───── Given information

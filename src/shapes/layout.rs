//! Canonical grid layout used by every generation prompt.
//!
//! This is the single source for grid positions and spacing. The prompt
//! rule text is rendered from these values, and the overlap check below uses
//! the same spacing.

use std::collections::BTreeMap;

use serde::Serialize;

use crate::shapes::model::{ShapeAction, ShapeId, ShapeOperation, ShapeSnapshot};

pub const COLUMNS: [i32; 4] = [100, 650, 1200, 1750];
pub const OVERFLOW_COLUMNS: [i32; 2] = [2300, 2850];
pub const ROWS: [i32; 4] = [150, 600, 1050, 1500];
pub const OVERFLOW_ROWS: [i32; 2] = [1950, 2400];

pub const TITLE_Y: i32 = 30;
pub const BOX_WIDTH: i32 = 300;
pub const BOX_HEIGHT: i32 = 130;

pub const MIN_HORIZONTAL_GAP: f64 = 550.0;
pub const MIN_VERTICAL_GAP: f64 = 450.0;

/// Two positioned shapes closer than the minimum gap on both axes.
#[derive(Debug, Clone, Copy, PartialEq, Serialize)]
pub struct LayoutConflict {
    pub first: ShapeId,
    pub second: ShapeId,
    pub dx: f64,
    pub dy: f64,
}

/// Positions of every placed shape after `operations` are applied to `snapshot`.
///
/// Shapes without both coordinates (arrows) are skipped. Edits move a shape
/// only on the axes they specify.
pub fn project_positions(
    snapshot: &ShapeSnapshot,
    operations: &[ShapeOperation],
) -> BTreeMap<ShapeId, (f64, f64)> {
    let mut coords: BTreeMap<ShapeId, (Option<f64>, Option<f64>)> = snapshot
        .shapes()
        .map(|shape| (shape.id, (shape.x, shape.y)))
        .collect();

    for op in operations {
        match op.action {
            ShapeAction::Add => {
                coords.insert(op.id, (op.x, op.y));
            }
            ShapeAction::Edit => {
                if let Some((x, y)) = coords.get_mut(&op.id) {
                    *x = op.x.or(*x);
                    *y = op.y.or(*y);
                }
            }
            ShapeAction::Delete => {
                coords.remove(&op.id);
            }
        }
    }

    coords
        .into_iter()
        .filter_map(|(id, (x, y))| Some((id, (x?, y?))))
        .collect()
}

pub fn find_conflicts(positions: &BTreeMap<ShapeId, (f64, f64)>) -> Vec<LayoutConflict> {
    let placed: Vec<(ShapeId, (f64, f64))> = positions.iter().map(|(id, pos)| (*id, *pos)).collect();
    let mut conflicts = Vec::new();

    for (i, &(first, (x1, y1))) in placed.iter().enumerate() {
        for &(second, (x2, y2)) in &placed[i + 1..] {
            let dx = (x2 - x1).abs();
            let dy = (y2 - y1).abs();
            if dx < MIN_HORIZONTAL_GAP && dy < MIN_VERTICAL_GAP {
                conflicts.push(LayoutConflict { first, second, dx, dy });
            }
        }
    }

    conflicts
}

fn join(values: &[i32], axis: &str) -> String {
    values
        .iter()
        .map(|v| format!("{}={}", axis, v))
        .collect::<Vec<_>>()
        .join(", ")
}

pub fn columns_text() -> String {
    join(&COLUMNS, "x")
}

pub fn rows_text() -> String {
    join(&ROWS, "y")
}

pub fn overflow_columns_text() -> String {
    join(&OVERFLOW_COLUMNS, "x")
}

pub fn overflow_rows_text() -> String {
    join(&OVERFLOW_ROWS, "y")
}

──────────

### Assignment
How many lines in the entries above include the string "values"? Answer with the number only.

### Exercise answer
3